* _TASK REQUIREMENTS_
Return each line of the entries that mentions the word "call".

***** SOURCE MATERIAL

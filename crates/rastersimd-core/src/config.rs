//! Layered kernel configuration.
//!
//! Sources are merged in order: built-in defaults, an optional TOML file, then
//! `RASTERSIMD_*` environment variables (`__` separates sections, so
//! `RASTERSIMD_SIMD__MAX_LEVEL=avx2` sets `simd.max_level`).
//!
//! ```toml
//! [simd]
//! max_level = "avx2"
//!
//! [convolution]
//! back_window_min_area = 1024
//! back_window_min_area_5x5 = 2048
//! ```

use std::path::Path;
use std::sync::OnceLock;

use figment::providers::{Env, Format, Serialized, Toml};
use figment::Figment;
use serde::{Deserialize, Serialize};

use crate::error::{Error, Result};
use crate::simd::SimdLevel;

/// Default config file looked up by [`KernelConfig::load`].
pub const DEFAULT_CONFIG_FILE: &str = "rastersimd.toml";

/// Environment variable prefix.
pub const ENV_PREFIX: &str = "RASTERSIMD_";

/// Top-level kernel configuration.
#[derive(Debug, Clone, Default, PartialEq, Eq, Serialize, Deserialize)]
#[serde(default)]
pub struct KernelConfig {
    /// Instruction-set selection.
    pub simd: SimdConfig,
    /// Convolution strategy tuning.
    pub convolution: ConvolutionConfig,
}

/// Instruction-set selection.
#[derive(Debug, Clone, Default, PartialEq, Eq, Serialize, Deserialize)]
#[serde(default)]
pub struct SimdConfig {
    /// Highest instruction set kernels may use. `None` uses whatever the CPU
    /// supports. A cap above the detected level has no effect.
    pub max_level: Option<SimdLevel>,
}

/// Convolution strategy tuning.
///
/// Backward convolutions switch from per-offset accumulation to the sliding
/// row window once `width * height` reaches these areas. The two strategies
/// produce the same values; only their speed differs.
#[derive(Debug, Clone, PartialEq, Eq, Serialize, Deserialize)]
#[serde(default)]
pub struct ConvolutionConfig {
    /// Window threshold for 2x2, 3x3 and 4x4 cores.
    pub back_window_min_area: usize,
    /// Window threshold for 5x5 cores.
    pub back_window_min_area_5x5: usize,
}

impl Default for ConvolutionConfig {
    fn default() -> Self {
        Self {
            back_window_min_area: 1024,
            back_window_min_area_5x5: 2048,
        }
    }
}

impl KernelConfig {
    /// Loads defaults, `rastersimd.toml` from the working directory when
    /// present, then environment overrides.
    pub fn load() -> Result<Self> {
        Self::from_file(DEFAULT_CONFIG_FILE)
    }

    /// Loads defaults, the given TOML file when it exists, then environment
    /// overrides.
    pub fn from_file(path: impl AsRef<Path>) -> Result<Self> {
        let path = path.as_ref();
        let config: Self = Figment::from(Serialized::defaults(Self::default()))
            .merge(Toml::file(path))
            .merge(Env::prefixed(ENV_PREFIX).split("__"))
            .extract()?;
        config.validate()?;
        tracing::debug!(path = %path.display(), ?config, "kernel configuration loaded");
        Ok(config)
    }

    /// Parses a TOML document on top of the defaults (no environment layer).
    pub fn from_toml_str(text: &str) -> Result<Self> {
        let config: Self = Figment::from(Serialized::defaults(Self::default()))
            .merge(Toml::string(text))
            .extract()?;
        config.validate()?;
        Ok(config)
    }

    /// Renders the configuration as a TOML document.
    pub fn to_toml_string(&self) -> Result<String> {
        Ok(toml::to_string_pretty(self)?)
    }

    fn validate(&self) -> Result<()> {
        if self.convolution.back_window_min_area == 0
            || self.convolution.back_window_min_area_5x5 == 0
        {
            return Err(Error::Config(
                "convolution window thresholds must be positive".to_string(),
            ));
        }
        Ok(())
    }
}

static INSTALLED: OnceLock<KernelConfig> = OnceLock::new();
static DEFAULT: OnceLock<KernelConfig> = OnceLock::new();

/// Installs the process-wide configuration.
///
/// Only the first call takes effect; later calls return `false`. Install
/// before the first kernel call so the SIMD level cap is honored.
///
/// The SIMD level is read once, by the first kernel call or
/// [`warmup_simd_cache`](crate::simd::warmup_simd_cache). A later install
/// still changes the convolution thresholds, but dispatch keeps the cached
/// level and `simd.max_level` has no effect.
pub fn install(config: KernelConfig) -> bool {
    let installed = INSTALLED.set(config).is_ok();
    if !installed {
        tracing::warn!("kernel configuration already installed, ignoring new value");
    }
    installed
}

/// Returns the installed configuration, or the defaults when none was installed.
#[must_use]
pub fn current() -> &'static KernelConfig {
    INSTALLED
        .get()
        .unwrap_or_else(|| DEFAULT.get_or_init(KernelConfig::default))
}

**********

* _TASK OUTPUT_
/// Only the first call takes effect; later calls return `false`. Install
/// before the first kernel call so the SIMD level cap is honored.
/// The SIMD level is read once, by the first kernel call or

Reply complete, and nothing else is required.